La ciudad donde vivo: Deventer




Cuando la conocí me recibió con un abrazo frío, tanto, que el aliento se hizo niebla desdibujando la silueta de una torre chata, desde la que me llegaba el latido de su corazón acogedor y clásico. Ensimismada en el gris perla del invierno, y con la gravedad que le hacían sentir sus años al saberse parte de la historia, la ciudad aparecía sumergida en un sueño blanco sin príncipe alguno que hiciera posible su despertar. Tierra sin sombra y con raíces ancladas antes del milenio, superó intranquilos años tras ser repetidamente violada, que le dejaron cicatrices imborrables en su piel. Terminó haciéndose una pequeña gran ciudad.

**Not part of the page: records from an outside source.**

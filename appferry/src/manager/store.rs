//! Manifest persistence.
//!
//! [`FileManifestStore`] keeps one JSON document per manifest in a directory.
//! Writes go to `<id>.json.tmp`, are synced, then renamed over `<id>.json`,
//! so a crash mid-write leaves the previous record intact. The directory is
//! synced after the rename so the new entry itself is durable. Stray `.tmp`
//! files from an interrupted write are ignored on load.

use std::collections::HashMap;
use std::fs::{self, File};
use std::io::{self, Write};
use std::path::{Path, PathBuf};

use parking_lot::Mutex;
use thiserror::Error;
use tracing::{debug, warn};

use super::traits::ManifestStore;
use crate::package::PackageManifest;

/// Result type for store operations.
pub type StoreResult<T> = Result<T, StoreError>;

/// Errors from the manifest store.
#[derive(Debug, Error)]
pub enum StoreError {
    /// Filesystem access failed.
    #[error("manifest store I/O error at {}: {source}", path.display())]
    Io { path: PathBuf, source: io::Error },

    /// A record could not be encoded.
    #[error("failed to encode manifest {id}: {source}")]
    Encode {
        id: String,
        source: serde_json::Error,
    },

    /// The write task died before finishing.
    #[error("manifest write for {id} was aborted: {reason}")]
    Aborted { id: String, reason: String },

    /// A record exists but cannot be decoded.
    #[error("corrupt manifest record {}: {source}", path.display())]
    Corrupt {
        path: PathBuf,
        source: serde_json::Error,
    },
}

const RECORD_EXTENSION: &str = "json";

/// Directory-backed manifest store.
#[derive(Debug)]
pub struct FileManifestStore {
    dir: PathBuf,
}

impl FileManifestStore {
    /// Open (creating if needed) a store rooted at `dir`.
    pub fn open(dir: impl Into<PathBuf>) -> StoreResult<Self> {
        let dir = dir.into();
        fs::create_dir_all(&dir).map_err(|source| StoreError::Io {
            path: dir.clone(),
            source,
        })?;
        Ok(Self { dir })
    }

    pub fn dir(&self) -> &Path {
        &self.dir
    }

    fn record_path(&self, id: &str) -> PathBuf {
        self.dir.join(format!("{}.{}", id, RECORD_EXTENSION))
    }

    fn read_record(path: &Path) -> StoreResult<PackageManifest> {
        let data = fs::read(path).map_err(|source| StoreError::Io {
            path: path.to_path_buf(),
            source,
        })?;
        serde_json::from_slice(&data).map_err(|source| StoreError::Corrupt {
            path: path.to_path_buf(),
            source,
        })
    }
}

impl ManifestStore for FileManifestStore {
    fn load_all(&self) -> StoreResult<Vec<PackageManifest>> {
        let entries = fs::read_dir(&self.dir).map_err(|source| StoreError::Io {
            path: self.dir.clone(),
            source,
        })?;

        let mut manifests = Vec::new();
        for entry in entries {
            let path = match entry {
                Ok(entry) => entry.path(),
                Err(e) => {
                    warn!(dir = %self.dir.display(), error = %e, "Skipping unreadable entry");
                    continue;
                }
            };
            if path.extension().and_then(|e| e.to_str()) != Some(RECORD_EXTENSION) {
                continue;
            }
            match Self::read_record(&path) {
                Ok(manifest) => manifests.push(manifest),
                Err(e) => warn!(error = %e, "Skipping manifest record"),
            }
        }

        manifests.sort_by(|a, b| a.created_at.cmp(&b.created_at));
        debug!(count = manifests.len(), dir = %self.dir.display(), "Loaded manifests");
        Ok(manifests)
    }

    fn load(&self, id: &str) -> StoreResult<Option<PackageManifest>> {
        let path = self.record_path(id);
        if !path.exists() {
            return Ok(None);
        }
        Self::read_record(&path).map(Some)
    }

    fn save(&self, manifest: &PackageManifest) -> StoreResult<()> {
        let path = self.record_path(&manifest.id);
        let tmp = path.with_extension(format!("{}.tmp", RECORD_EXTENSION));

        let data = serde_json::to_vec_pretty(manifest).map_err(|source| StoreError::Encode {
            id: manifest.id.clone(),
            source,
        })?;

        let io_err = |source| StoreError::Io {
            path: tmp.clone(),
            source,
        };
        let mut file = File::create(&tmp).map_err(io_err)?;
        file.write_all(&data).map_err(io_err)?;
        file.sync_all().map_err(io_err)?;
        drop(file);

        fs::rename(&tmp, &path).map_err(|source| StoreError::Io {
            path: path.clone(),
            source,
        })?;
        sync_dir(&self.dir)
    }

    fn remove(&self, id: &str) -> StoreResult<()> {
        let path = self.record_path(id);
        match fs::remove_file(&path) {
            Ok(()) => Ok(()),
            Err(e) if e.kind() == io::ErrorKind::NotFound => Ok(()),
            Err(source) => Err(StoreError::Io { path, source }),
        }
    }
}

/// Flush directory entries so a completed rename survives power loss.
#[cfg(unix)]
fn sync_dir(dir: &Path) -> StoreResult<()> {
    File::open(dir)
        .and_then(|d| d.sync_all())
        .map_err(|source| StoreError::Io {
            path: dir.to_path_buf(),
            source,
        })
}

#[cfg(not(unix))]
fn sync_dir(_dir: &Path) -> StoreResult<()> {
    Ok(())
}

/// In-memory store for tests and ephemeral sessions.
#[derive(Debug, Default)]
pub struct MemoryManifestStore {
    records: Mutex<HashMap<String, PackageManifest>>,
}

impl MemoryManifestStore {
    pub fn new() -> Self {
        Self::default()
    }
}

impl ManifestStore for MemoryManifestStore {
    fn load_all(&self) -> StoreResult<Vec<PackageManifest>> {
        let mut manifests: Vec<_> = self.records.lock().values().cloned().collect();
        manifests.sort_by(|a, b| a.created_at.cmp(&b.created_at));
        Ok(manifests)
    }

    fn load(&self, id: &str) -> StoreResult<Option<PackageManifest>> {
        Ok(self.records.lock().get(id).cloned())
    }

    fn save(&self, manifest: &PackageManifest) -> StoreResult<()> {
        self.records
            .lock()
            .insert(manifest.id.clone(), manifest.clone());
        Ok(())
    }

    fn remove(&self, id: &str) -> StoreResult<()> {
        self.records.lock().remove(id);
        Ok(())
    }
}

#[cfg(test)]
mod tests {
    use super::*;
    use crate::package::{AccountRef, DownloadTicket, PackageDescriptor, Software};
    use tempfile::TempDir;

    fn manifest(version_id: &str) -> PackageManifest {
        PackageManifest::new(
            AccountRef::new("acct", "a@example.com"),
            PackageDescriptor::new(
                Software::new("com.example.app", "Example", "1.0"),
                version_id,
            ),
            DownloadTicket::new("https://example.com/a.ipa"),
        )
    }

    #[test]
    fn test_save_then_load() {
        let temp = TempDir::new().unwrap();
        let store = FileManifestStore::open(temp.path()).unwrap();
        let mut m = manifest("1");
        m.state.mark_downloading();
        m.state.advance(0.4, "1 MB");
        store.save(&m).unwrap();

        let loaded = store.load(&m.id).unwrap().unwrap();
        assert_eq!(loaded, m);
        assert_eq!(store.load_all().unwrap().len(), 1);
    }

    #[test]
    fn test_save_replaces_record_without_leftovers() {
        let temp = TempDir::new().unwrap();
        let store = FileManifestStore::open(temp.path()).unwrap();
        let mut m = manifest("1");
        store.save(&m).unwrap();
        m.state.mark_failed("boom");
        store.save(&m).unwrap();

        let names: Vec<_> = fs::read_dir(temp.path())
            .unwrap()
            .map(|e| e.unwrap().file_name().to_string_lossy().to_string())
            .collect();
        assert_eq!(names, vec![format!("{}.json", m.id)]);
        assert_eq!(
            store.load(&m.id).unwrap().unwrap().state.error.as_deref(),
            Some("boom")
        );
    }

    #[test]
    fn test_load_all_skips_corrupt_and_temp_records() {
        let temp = TempDir::new().unwrap();
        let store = FileManifestStore::open(temp.path()).unwrap();
        store.save(&manifest("1")).unwrap();
        fs::write(temp.path().join("broken.json"), b"{not json").unwrap();
        fs::write(temp.path().join("other.json.tmp"), b"{}").unwrap();

        let loaded = store.load_all().unwrap();
        assert_eq!(loaded.len(), 1);
    }

    #[test]
    fn test_load_corrupt_record_is_error() {
        let temp = TempDir::new().unwrap();
        let store = FileManifestStore::open(temp.path()).unwrap();
        fs::write(temp.path().join("broken.json"), b"[").unwrap();
        assert!(matches!(
            store.load("broken"),
            Err(StoreError::Corrupt { .. })
        ));
    }

    #[test]
    fn test_remove_is_idempotent() {
        let temp = TempDir::new().unwrap();
        let store = FileManifestStore::open(temp.path()).unwrap();
        let m = manifest("1");
        store.save(&m).unwrap();
        store.remove(&m.id).unwrap();
        store.remove(&m.id).unwrap();
        assert!(store.load(&m.id).unwrap().is_none());
    }

    #[cfg(unix)]
    #[test]
    fn test_sync_dir() {
        let temp = TempDir::new().unwrap();
        sync_dir(temp.path()).unwrap();

        let gone = temp.path().join("gone");
        match sync_dir(&gone) {
            Err(StoreError::Io { path, .. }) => assert_eq!(path, gone),
            other => panic!("expected Io error, got {:?}", other),
        }
    }

    #[test]
    fn test_memory_store_roundtrip() {
        let store = MemoryManifestStore::new();
        let m = manifest("1");
        store.save(&m).unwrap();
        assert_eq!(store.load(&m.id).unwrap(), Some(m.clone()));
        store.remove(&m.id).unwrap();
        assert!(store.load_all().unwrap().is_empty());
    }
}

Necesitamos tiempo para acercarnos: ella desde el pasado, absorta en sus límites y tradiciones, inconmovible en su manera de ser, y yo con la titubeante curiosidad de mi destino, añorando paisajes y el aire cálido, con un algo de tristeza y ganas de vivir. A veces se confundían mis lágrimas por la pérdida de mis azules con su lluvia mansa, antídoto para el verde húmedo de sus veranos. Pero en ella también había amor y asombros, armonía en el nombre, y hasta su viento dirigía la mirada hacia el Sur.

Me vi dejando huellas en las piedras de las calles, buscando su secreto en cada rincón. Las fachadas me hicieron confidente de hechos presenciados, sus museos compartieron secretos y curiosidades, busqué el infinito en un río con pretensiones de mar, y escalé la torre más alta de su iglesia deseando olvidar por unos momentos tanta horizontalidad. Finalmente hablamos la misma lengua.
Ahora, acomodada a su tiempo, he hecho mío su espacio y su luz. Espero a que el viento arrastre los grises, a que el invierno se pasee mesurado y gentil, a que broten tulipanes, a que no desaparezcan pronto los verdes, a que siga el azul en Delft, y a que el sol produzca sombras donde dormir los sueños que vuelvo a tener. Soy suya y fiel en estos momentos, y ella lo sabe.

domingo, 24 de febrero de 2008

El reencuentro



He vuelto a ella. La distancia y tiempo nos separan, pero hoy la he visto de nuevo tan bella como siempre. Se presenta ante mí envuelta en la fragancia de los jazmínes y el aire salitre del mar. Iluminada y bulliciosa mantiene la alegría de vivir que siempre me embelesó. Nuestras vidas, sin embargo, no siguen el camino paralelo de antaño, es más, ahora andan en sentido contrario, agrandándose el espacio entre las dos y, ¡circunstancias de la vida!, se le ve más jóven, moderna, mostrando su carácter abierto y acogedor que le hace conocida. Mientras, para mí, la vida sigue el paso rutinario de las estaciones, sin retorno posible, desgranando el calendario de los años.

El primer saludo, la primera mirada, es excitante y saturada del amor acumulado en la ausencia, que en este largo tiempo no ha podido ser manifestado. Es un encuentro con los sentidos, en un despliegue de sensaciones adormecidas que florecen nuevamente. En breve crece esa magia, siempre latente, que existe entre amigos muy queridos a pesar de los años. No necesito mucho para adaptarme de nuevo a su ritmo, a su manera de vivir, volviendo a hacer mío su ambiente. La ausencia me ha hecho llegar hasta ella con un ahorro de energía que ahora llevo conmigo, con la intención de derrochar a borbotones.

A partir de este momento empieza un peregrinar por todos los rincones, buscando esas circunstancias que marcaron fases importantes en mi vida, y que nos unen para siempre hasta descubrir nuevos sentimientos y fantasias. Son como peldaños que ascienden hasta el lugar en el tiempo en el que ahora me encuentro. De esta manera, dejándome envolver en la vorágine de este reencuentro, van pasando los días en un ir y venir, recorriendo caminos que conocen las huellas de mis pasos, visitando lugares que saben de mi presencia, encontrándome con aquellos que desde siempre me conocen, todo esto bajo la mirada azul de ese amigo a cuyo lado descansa mi tierra.

Pero el tiempo, incansable y, a veces, cruel compañero que no entiende de sentimientos ni deseos, tiene un andar rápido y me obliga a acelerar mis pasos en este recorrido por los recuerdos, conduciéndome, como en un soplo, al final del camino sin otra opción que una despedida.